Supplied entries: Begin

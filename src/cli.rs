use std::path::PathBuf;
use std::time::Duration;

use clap::Parser;

use hotkey_hook::config::parse_poll_ms;
use hotkey_hook::{Config, Hotkey};

/// Watch a global hotkey and print one JSON line per press
#[derive(Parser, Debug)]
#[command(name = "hotkey-hookd", version)]
pub struct Cli {
    /// Hotkey to register, e.g. "Ctrl+Alt+F12"
    #[arg(short, long)]
    pub binding: Option<Hotkey>,

    /// Milliseconds between checks of the hook library
    #[arg(long = "poll-ms", value_name = "MS", value_parser = parse_poll_ms)]
    pub poll_interval: Option<Duration>,

    /// Library name or path to load; repeat to try several in order
    #[arg(short, long = "library", value_name = "NAME")]
    pub libraries: Vec<String>,

    /// Directory to look for bare library names in
    #[arg(long, value_name = "DIR")]
    pub library_dir: Option<PathBuf>,

    /// Run without a native library; each line on stdin simulates a press
    #[arg(long)]
    pub dry_run: bool,
}

impl Cli {
    /// Override configuration values given on the command line
    pub fn apply(&self, config: &mut Config) {
        if let Some(binding) = self.binding {
            config.binding = Some(binding);
        }
        if let Some(interval) = self.poll_interval {
            config.poll_interval = interval;
        }
        if !self.libraries.is_empty() {
            config.library_names = self.libraries.clone();
        }
        if let Some(dir) = &self.library_dir {
            config.library_dir = Some(dir.clone());
        }
    }
}

#[cfg(test)]
mod tests {
    use super::*;

    #[test]
    fn test_flags_override_config() {
        let cli = Cli::try_parse_from([
            "hotkey-hookd",
            "--binding",
            "Ctrl+Shift+F5",
            "--poll-ms",
            "20",
            "-l",
            "a",
            "-l",
            "b",
            "--library-dir",
            "/opt/hooks",
        ])
        .unwrap();

        let mut config = Config::default();
        cli.apply(&mut config);
        assert_eq!(config.binding, Some("Ctrl+Shift+F5".parse().unwrap()));
        assert_eq!(config.poll_interval, Duration::from_millis(20));
        assert_eq!(config.library_names, vec!["a", "b"]);
        assert_eq!(config.library_dir, Some(PathBuf::from("/opt/hooks")));
        assert!(!cli.dry_run);
    }

    #[test]
    fn test_no_flags_keep_config() {
        let cli = Cli::try_parse_from(["hotkey-hookd", "--dry-run"]).unwrap();
        let mut config = Config::default();
        cli.apply(&mut config);
        assert_eq!(config, Config::default());
        assert!(cli.dry_run);
    }

    #[test]
    fn test_invalid_values_are_rejected() {
        assert!(Cli::try_parse_from(["hotkey-hookd", "--binding", "Ctrl+"]).is_err());
        assert!(Cli::try_parse_from(["hotkey-hookd", "--poll-ms", "0"]).is_err());
    }
}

Supplied entries: End

Could you repeat every record above exactly as it is written?

filename src/cli.rs
use std::path::PathBuf;
use std::time::Duration;

use clap::Parser;

use hotkey_hook::config::parse_poll_ms;
use hotkey_hook::{Config, Hotkey};

/// Watch a global hotkey and print one JSON line per press
#[derive(Parser, Debug)]
#[command(name = "hotkey-hookd", version)]
pub struct Cli {
    /// Hotkey to register, e.g. "Ctrl+Alt+F12"
    #[arg(short, long)]
    pub binding: Option<Hotkey>,

    /// Milliseconds between checks of the hook library
    #[arg(long = "poll-ms", value_name = "MS", value_parser = parse_poll_ms)]
    pub poll_interval: Option<Duration>,

    /// Library name or path to load; repeat to try several in order
    #[arg(short, long = "library", value_name = "NAME")]
    pub libraries: Vec<String>,

    /// Directory to look for bare library names in
    #[arg(long, value_name = "DIR")]
    pub library_dir: Option<PathBuf>,

    /// Run without a native library; each line on stdin simulates a press
    #[arg(long)]
    pub dry_run: bool,
}

impl Cli {
    /// Override configuration values given on the command line
    pub fn apply(&self, config: &mut Config) {
        if let Some(binding) = self.binding {
            config.binding = Some(binding);
        }
        if let Some(interval) = self.poll_interval {
            config.poll_interval = interval;
        }
        if !self.libraries.is_empty() {
            config.library_names = self.libraries.clone();
        }
        if let Some(dir) = &self.library_dir {
            config.library_dir = Some(dir.clone());
        }
    }
}

#[cfg(test)]
mod tests {
    use super::*;

    #[test]
    fn test_flags_override_config() {
        let cli = Cli::try_parse_from([
            "hotkey-hookd",
            "--binding",
            "Ctrl+Shift+F5",
            "--poll-ms",
            "20",
            "-l",
            "a",
            "-l",
            "b",
            "--library-dir",
            "/opt/hooks",
        ])
        .unwrap();

        let mut config = Config::default();
        cli.apply(&mut config);
        assert_eq!(config.binding, Some("Ctrl+Shift+F5".parse().unwrap()));
        assert_eq!(config.poll_interval, Duration::from_millis(20));
        assert_eq!(config.library_names, vec!["a", "b"]);
        assert_eq!(config.library_dir, Some(PathBuf::from("/opt/hooks")));
        assert!(!cli.dry_run);
    }

    #[test]
    fn test_no_flags_keep_config() {
        let cli = Cli::try_parse_from(["hotkey-hookd", "--dry-run"]).unwrap();
        let mut config = Config::default();
        cli.apply(&mut config);
        assert_eq!(config, Config::default());
        assert!(cli.dry_run);
    }

    #[test]
    fn test_invalid_values_are_rejected() {
        assert!(Cli::try_parse_from(["hotkey-hookd", "--binding", "Ctrl+"]).is_err());
        assert!(Cli::try_parse_from(["hotkey-hookd", "--poll-ms", "0"]).is_err());
    }
}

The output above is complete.